Collected data entries:
====================

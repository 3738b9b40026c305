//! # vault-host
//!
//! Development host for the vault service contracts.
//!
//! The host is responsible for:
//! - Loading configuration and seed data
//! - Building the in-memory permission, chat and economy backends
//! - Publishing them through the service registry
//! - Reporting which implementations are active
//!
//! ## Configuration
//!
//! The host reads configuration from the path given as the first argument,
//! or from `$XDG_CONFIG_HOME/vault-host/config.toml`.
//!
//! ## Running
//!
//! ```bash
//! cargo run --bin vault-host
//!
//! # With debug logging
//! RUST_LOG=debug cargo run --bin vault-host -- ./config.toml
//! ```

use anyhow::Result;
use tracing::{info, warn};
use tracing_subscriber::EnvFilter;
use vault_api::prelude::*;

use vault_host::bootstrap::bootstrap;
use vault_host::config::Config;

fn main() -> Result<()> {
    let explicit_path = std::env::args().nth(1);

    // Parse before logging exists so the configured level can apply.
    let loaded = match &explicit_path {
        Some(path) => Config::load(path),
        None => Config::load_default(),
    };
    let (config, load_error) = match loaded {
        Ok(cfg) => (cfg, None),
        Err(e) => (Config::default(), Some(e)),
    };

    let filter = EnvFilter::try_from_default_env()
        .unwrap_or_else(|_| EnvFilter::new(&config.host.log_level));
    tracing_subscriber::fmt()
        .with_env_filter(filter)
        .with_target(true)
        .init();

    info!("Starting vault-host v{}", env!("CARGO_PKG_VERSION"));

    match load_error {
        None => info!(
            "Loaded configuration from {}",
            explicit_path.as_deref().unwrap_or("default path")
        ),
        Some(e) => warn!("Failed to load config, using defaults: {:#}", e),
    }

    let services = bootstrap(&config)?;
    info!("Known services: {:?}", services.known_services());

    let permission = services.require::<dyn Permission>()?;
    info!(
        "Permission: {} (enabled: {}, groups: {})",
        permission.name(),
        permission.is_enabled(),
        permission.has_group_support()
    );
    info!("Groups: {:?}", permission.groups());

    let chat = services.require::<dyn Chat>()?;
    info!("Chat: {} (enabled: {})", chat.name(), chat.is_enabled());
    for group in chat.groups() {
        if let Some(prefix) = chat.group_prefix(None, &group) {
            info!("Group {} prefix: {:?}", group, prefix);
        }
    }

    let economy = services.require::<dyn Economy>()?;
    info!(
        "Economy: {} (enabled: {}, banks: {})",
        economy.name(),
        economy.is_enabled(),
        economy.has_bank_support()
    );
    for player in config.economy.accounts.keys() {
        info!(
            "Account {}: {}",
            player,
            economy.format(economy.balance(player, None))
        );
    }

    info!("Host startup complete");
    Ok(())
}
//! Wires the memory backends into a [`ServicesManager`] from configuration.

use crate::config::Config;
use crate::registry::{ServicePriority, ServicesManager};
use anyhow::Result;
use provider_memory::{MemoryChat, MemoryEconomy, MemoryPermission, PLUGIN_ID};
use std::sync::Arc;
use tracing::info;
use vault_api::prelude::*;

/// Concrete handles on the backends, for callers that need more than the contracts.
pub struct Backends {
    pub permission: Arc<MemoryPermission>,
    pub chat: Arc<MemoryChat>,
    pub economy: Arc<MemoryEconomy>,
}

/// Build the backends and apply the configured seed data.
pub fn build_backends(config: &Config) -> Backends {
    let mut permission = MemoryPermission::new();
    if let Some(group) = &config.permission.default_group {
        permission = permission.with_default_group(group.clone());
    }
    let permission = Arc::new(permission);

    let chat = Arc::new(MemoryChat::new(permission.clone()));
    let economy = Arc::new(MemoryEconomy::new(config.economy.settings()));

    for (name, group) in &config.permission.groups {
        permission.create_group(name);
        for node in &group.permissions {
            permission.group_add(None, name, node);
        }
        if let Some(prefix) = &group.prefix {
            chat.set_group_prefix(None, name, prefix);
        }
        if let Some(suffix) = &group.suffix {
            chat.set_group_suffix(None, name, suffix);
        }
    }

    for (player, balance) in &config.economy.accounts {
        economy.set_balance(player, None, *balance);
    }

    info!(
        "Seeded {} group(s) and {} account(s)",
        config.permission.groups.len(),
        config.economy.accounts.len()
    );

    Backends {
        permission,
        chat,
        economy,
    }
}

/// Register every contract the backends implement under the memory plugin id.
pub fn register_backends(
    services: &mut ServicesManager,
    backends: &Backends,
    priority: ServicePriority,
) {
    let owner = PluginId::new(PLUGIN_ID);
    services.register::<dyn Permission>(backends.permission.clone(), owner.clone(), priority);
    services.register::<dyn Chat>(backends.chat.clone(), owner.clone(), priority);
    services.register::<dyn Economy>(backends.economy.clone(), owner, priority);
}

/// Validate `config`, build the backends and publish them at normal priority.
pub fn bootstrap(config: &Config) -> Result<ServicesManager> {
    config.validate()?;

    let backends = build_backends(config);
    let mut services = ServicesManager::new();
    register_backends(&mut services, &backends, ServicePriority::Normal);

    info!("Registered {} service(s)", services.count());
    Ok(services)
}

====================

**Exercise description:**
Out of the preceding entries, pull each line that contains the word "ServicePriority".

**Exercise solution:**
use crate::registry::{ServicePriority, ServicesManager};
    priority: ServicePriority,
    register_backends(&mut services, &backends, ServicePriority::Normal);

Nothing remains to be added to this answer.